[ic] Spiders and more lists again

Fri Sep 3 10:24:06 UTC 2010

On 3.9.2010 9:35, Stefan Hornburg (Racke) wrote:
> On 09/02/2010 04:10 PM, DB wrote:
>> This has been discussed before. Spiders crawling "more list" links
>> sometimes put a significant load on my server. I'm trying to identify
>> exactly which of my pages that the spiders are trying to crawl so that I
>> can modify the page(s), rewrite the URLs or otherwise fix the problem.
>>
>> An example of such a request from my httpd access log is:
>>
>> GET
>> /scan/MM=13d6003ffad2d76b12eb41868a5277a3:124360:124379:20.html?mv_more_ip=1&mv_nextpage=results&mv_arg=
>>
>> HTTP/1.0
>>
> 
> These URLs are pointing to more pages and are different for each user's
> session.
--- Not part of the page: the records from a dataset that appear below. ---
//! # Belfry Common Library
//!
//! Shared code for the belfry automation daemon:
//! - Weekly-schedule data model with JSON persistence
//! - Configuration document (volumes, radio, holidays, TTS)
//! - Event types (BelfryEvent enum) and broadcast bus
//! - Time-of-day type and wall-clock helpers
//! - Data-folder layout resolution

pub mod config;
pub mod error;
pub mod events;
pub mod paths;
pub mod schedule;
pub mod time;

pub use error::{Error, Result};
pub use time::TimeOfDay;
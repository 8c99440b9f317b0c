//! Wall-clock helpers for the schedule automaton
//!
//! Activities are keyed on zero-padded "HH:MM" strings; `TimeOfDay` wraps that
//! format so string comparison and chronological comparison coincide.

use crate::error::{Error, Result};
use chrono::{Datelike, NaiveDate, NaiveDateTime, Timelike};
use serde::{Deserialize, Serialize};
use std::fmt;
use std::str::FromStr;

/// A minute-resolution time of day, stored as hour/minute, rendered "HH:MM".
///
/// `Ord` follows chronological order, which is identical to lexicographic
/// order of the rendered form because the format is fixed-width zero-padded.
#[derive(Debug, Clone, Copy, PartialEq, Eq, PartialOrd, Ord, Hash, Serialize, Deserialize)]
#[serde(try_from = "String", into = "String")]
pub struct TimeOfDay {
    hour: u8,
    minute: u8,
}

impl TimeOfDay {
    pub fn new(hour: u8, minute: u8) -> Result<Self> {
        if hour > 23 || minute > 59 {
            return Err(Error::InvalidTimeOfDay(format!("{:02}:{:02}", hour, minute)));
        }
        Ok(Self { hour, minute })
    }

    pub fn hour(&self) -> u8 {
        self.hour
    }

    pub fn minute(&self) -> u8 {
        self.minute
    }

    /// Midnight, the day-rollover boundary.
    pub fn midnight() -> Self {
        Self { hour: 0, minute: 0 }
    }

    /// Truncate a full timestamp to its minute of day.
    pub fn from_datetime(dt: &NaiveDateTime) -> Self {
        Self {
            hour: dt.hour() as u8,
            minute: dt.minute() as u8,
        }
    }
}

impl FromStr for TimeOfDay {
    type Err = Error;

    fn from_str(s: &str) -> Result<Self> {
        let invalid = || Error::InvalidTimeOfDay(s.to_string());
        let (h, m) = s.split_once(':').ok_or_else(invalid)?;
        if h.len() != 2 || m.len() != 2 {
            return Err(invalid());
        }
        let hour: u8 = h.parse().map_err(|_| invalid())?;
        let minute: u8 = m.parse().map_err(|_| invalid())?;
        Self::new(hour, minute)
    }
}

impl fmt::Display for TimeOfDay {
    fn fmt(&self, f: &mut fmt::Formatter<'_>) -> fmt::Result {
        write!(f, "{:02}:{:02}", self.hour, self.minute)
    }
}

impl TryFrom<String> for TimeOfDay {
    type Error = Error;

    fn try_from(s: String) -> Result<Self> {
        s.parse()
    }
}

impl From<TimeOfDay> for String {
    fn from(t: TimeOfDay) -> String {
        t.to_string()
    }
}

/// Weekday index used by the schedule: 0 = Monday .. 6 = Sunday.
pub fn weekday_index(date: &NaiveDate) -> u8 {
    date.weekday().num_days_from_monday() as u8
}

/// Calendar-date component of event dedup keys, "YYYYMMDD".
pub fn date_key(date: &NaiveDate) -> String {
    date.format("%Y%m%d").to_string()
}

#[cfg(test)]
mod tests {
    use super::*;

    #[test]
    fn parse_and_format_round_trip() {
        let t: TimeOfDay = "08:05".parse().unwrap();
        assert_eq!(t.hour(), 8);
        assert_eq!(t.minute(), 5);
        assert_eq!(t.to_string(), "08:05");
    }

    #[test]
    fn rejects_malformed_strings() {
        for bad in ["8:05", "08:5", "24:00", "12:60", "noon", "12-30", ""] {
            assert!(bad.parse::<TimeOfDay>().is_err(), "accepted {:?}", bad);
        }
    }

    #[test]
    fn ordering_is_chronological() {
        let early: TimeOfDay = "08:00".parse().unwrap();
        let late: TimeOfDay = "13:30".parse().unwrap();
        assert!(early < late);
        assert!("09:59".parse::<TimeOfDay>().unwrap() < "10:00".parse().unwrap());
    }

    #[test]
    fn serde_uses_raw_string() {
        let t: TimeOfDay = "07:45".parse().unwrap();
        assert_eq!(serde_json::to_string(&t).unwrap(), "\"07:45\"");
        let back: TimeOfDay = serde_json::from_str("\"07:45\"").unwrap();
        assert_eq!(back, t);
        assert!(serde_json::from_str::<TimeOfDay>("\"7:45\"").is_err());
    }

    #[test]
    fn weekday_index_is_monday_based() {
        // 2025-01-06 is a Monday
        let monday = NaiveDate::from_ymd_opt(2025, 1, 6).unwrap();
        assert_eq!(weekday_index(&monday), 0);
        assert_eq!(weekday_index(&monday.succ_opt().unwrap()), 1);
    }

    #[test]
    fn date_key_format() {
        let d = NaiveDate::from_ymd_opt(2025, 3, 7).unwrap();
        assert_eq!(date_key(&d), "20250307");
    }
}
You
> better deny access to them in your robots.txt.
> 
>> If I try this URL in a browser, I get "no search was found" Can anyone
>> provide a clue about what exactly the spider is looking for and/or come
>> up with a clever solution?
> 
> I'm using clean URLs for category searches like
> 
> http://www.f-shop.de/cgi-bin/f-shop/rollenspiele/dungeons_dragons_3_5

What i did was the following. I added this to robots.txt

User-agent: *
Disallow: /admin/
Disallow: /ord/
Disallow: /query/
Disallow: /scan/
Disallow: /account.html
Disallow: /process.html
Disallow: /search.html

and created a sitemap that i submitted to google. I put wrote a guide
for that over here: http://wiki.icdevgroup.org/moin.cgi/sitemap.xml

If you have more that 50k products, then you might need to split up the
sitemap into smaller pieces..

René